LIMA.- Yamileth Nataly, adolescente voluntaria rescatista de animales; Marco Antonio Samillan Sanga, joven estudiante de medicina que ayudaba a heridos; y José Luis Soncco Quispe, policía de 29 años, son tres de los 46 fallecidos en violentos enfrentamientos entre las fuerzas del orden y manifestantes en el estado sureño de Puno, cerca de la frontera con Bolivia, y uno en Cusco, Perú así recibe el 2023.
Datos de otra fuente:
//! Semantic analysis for Sift.
//!
//! Turns a flat list of collector signals into a backlog: near-duplicate
//! clusters, epic/task hierarchies, P1-P4 priorities and an acyclic
//! "blocks" graph. Each entry point makes at most one LLM call and falls
//! back to a deterministic result when the call or its parse fails.

pub mod bridge;
pub mod cluster;
pub mod deps;
pub mod epic;
pub mod error;
pub mod merge;
pub mod parse;
pub mod prefilter;
pub mod priority;
mod text;

#[cfg(test)]
mod test_support;

pub use bridge::beads_to_signals;
pub use cluster::{cluster_signals, form_clusters};
pub use deps::{apply_deps_to_signals, infer_dependencies};
pub use epic::{create_epic_hierarchy, EPIC_THRESHOLD};
pub use error::{AnalysisError, ParseError};
pub use merge::merge_cluster_to_beads;
pub use prefilter::{jaccard_similarity, pre_filter, SignalGroup};
pub use priority::{apply_overrides, infer_priorities};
Tras las muertes, la fiscalía peruana inició una investigación preliminar contra la recién juramentada presidenta de transición, Dina Boluarte, y su primer ministro, Alberto Otárola, por los presuntos delitos de genocidio, homicidio calificado y lesiones graves, mientras el país andino parece hundido en una espiral de revueltas –sin interlocutores visibles del lado de las protestas– en un ambiente de desconfianza generalizada.
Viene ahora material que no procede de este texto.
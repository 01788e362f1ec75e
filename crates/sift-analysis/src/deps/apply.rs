use std::collections::HashMap;

use sift_core::model::{push_unique, BeadDependency, DependencyType, Signal};
use sift_core::signal_id;

/// Mirror "blocks" dependencies onto the signals they connect.
///
/// For each blocks edge whose endpoints both map to a signal (by stable bead
/// ID under `id_prefix`), the blocker gains `to_id` in `blocks` and the
/// blocked signal gains `from_id` in `depends_on`. Parent and relates-to
/// edges are informational and left alone. Re-applying is a no-op.
pub fn apply_deps_to_signals(signals: &mut [Signal], deps: &[BeadDependency], id_prefix: &str) {
    let mut positions: HashMap<String, usize> = HashMap::with_capacity(signals.len());
    for (i, sig) in signals.iter().enumerate() {
        positions.entry(signal_id(sig, id_prefix)).or_insert(i);
    }

    for dep in deps.iter().filter(|d| d.dep_type == DependencyType::Blocks) {
        let (Some(&from), Some(&to)) = (positions.get(&dep.from_id), positions.get(&dep.to_id))
        else {
            tracing::debug!("Skipping dependency {} -> {}: unknown endpoint", dep.from_id, dep.to_id);
            continue;
        };
        push_unique(&mut signals[from].blocks, &dep.to_id);
        push_unique(&mut signals[to].depends_on, &dep.from_id);
    }
}

#[cfg(test)]
mod tests {
    use super::*;
    use crate::test_support::signal;

    fn dep(from: &Signal, to: &Signal, dep_type: DependencyType) -> BeadDependency {
        BeadDependency {
            from_id: signal_id(from, "sft-"),
            to_id: signal_id(to, "sft-"),
            dep_type,
            confidence: 0.8,
        }
    }

    fn signals() -> Vec<Signal> {
        vec![
            signal("Add schema", "db/schema.sql", 0.5),
            signal("Migrate users", "db/migrate.rs", 0.5),
            signal("Update docs", "docs/db.md", 0.5),
        ]
    }

    #[test]
    fn test_blocks_are_mirrored() {
        let mut sigs = signals();
        let deps = vec![
            dep(&sigs[0], &sigs[1], DependencyType::Blocks),
            dep(&sigs[1], &sigs[2], DependencyType::RelatesTo),
            dep(&sigs[0], &sigs[2], DependencyType::Parent),
        ];
        let (id0, id1) = (signal_id(&sigs[0], "sft-"), signal_id(&sigs[1], "sft-"));

        apply_deps_to_signals(&mut sigs, &deps, "sft-");

        assert_eq!(sigs[0].blocks, vec![id1]);
        assert_eq!(sigs[1].depends_on, vec![id0]);
        assert!(sigs[2].blocks.is_empty() && sigs[2].depends_on.is_empty());
        assert!(sigs[0].depends_on.is_empty());
    }

    #[test]
    fn test_apply_is_idempotent() {
        let mut once = signals();
        let deps = vec![
            dep(&once[0], &once[1], DependencyType::Blocks),
            dep(&once[0], &once[2], DependencyType::Blocks),
            dep(&once[0], &once[1], DependencyType::Blocks),
        ];
        let mut twice = once.clone();

        apply_deps_to_signals(&mut once, &deps, "sft-");
        apply_deps_to_signals(&mut twice, &deps, "sft-");
        apply_deps_to_signals(&mut twice, &deps, "sft-");

        assert_eq!(once, twice);
        assert_eq!(once[0].blocks.len(), 2);
    }

    #[test]
    fn test_unknown_endpoints_and_prefix_mismatch_are_skipped() {
        let mut sigs = signals();
        let mut stray = dep(&sigs[0], &sigs[1], DependencyType::Blocks);
        stray.to_id = "sft-00000000".into();
        let deps = vec![stray, dep(&sigs[1], &sigs[2], DependencyType::Blocks)];

        apply_deps_to_signals(&mut sigs, &deps, "other-");

        assert!(sigs.iter().all(|s| s.blocks.is_empty() && s.depends_on.is_empty()));
    }
}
Todos, hasta el más ecuánime de los protagonistas de peso, parece a veces perder la paciencia en esta crisis a la que nadie le ve un final fácil, mucho menos cercano. Nadie cree en la palabra de nadie. Hay quienes hablan de mediación de las iglesias católica y evangélica, un enviado papal, una autoridad extranjera, del ahora gobernador de Arequipa, Rohel Sánchez, pero sobre todo está el reclamo de nuevas elecciones.
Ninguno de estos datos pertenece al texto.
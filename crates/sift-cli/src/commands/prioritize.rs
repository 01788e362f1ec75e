use std::path::PathBuf;

use anyhow::{Context as _, Result};
use clap::Args;

use sift_analysis::infer_priorities;
use sift_core::model::PriorityOverride;

use super::{load_signals, Context};
use crate::output::format::format_signals;
use crate::output::OutputFormat;

#[derive(Args)]
pub struct PrioritizeArgs {
    /// JSON file containing an array of signals
    pub signals: PathBuf,

    /// Force a priority for matching paths, e.g. `auth/**=1`. Repeatable;
    /// earlier overrides win, and these come before the config file's.
    #[arg(long = "override", value_name = "PATTERN=P")]
    pub overrides: Vec<String>,
}

pub async fn run(args: &PrioritizeArgs, ctx: &Context, fmt: OutputFormat) -> Result<()> {
    let mut signals = load_signals(&args.signals)?;

    let mut overrides = args
        .overrides
        .iter()
        .map(|raw| PriorityOverride::parse(raw).context("Invalid --override"))
        .collect::<Result<Vec<_>>>()?;
    overrides.extend(ctx.config.priority_overrides.iter().cloned());

    infer_priorities(&mut signals, ctx.provider.as_ref(), &ctx.cancel, &overrides).await;

    print!("{}", format_signals(&signals, fmt));
    Ok(())
}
Los representantes del fujimorismo en el Congreso y los militares apoyan y los opositores en Lima –en general vinculados a la izquierda– aseguran que su gobierno transitorio se ha convertido en “rehén de la derecha más cavernaria” y proponen terminar “la estrategia represiva” oficial que sólo ha logrado “atizar las protestas y aumentar las víctimas mortales”.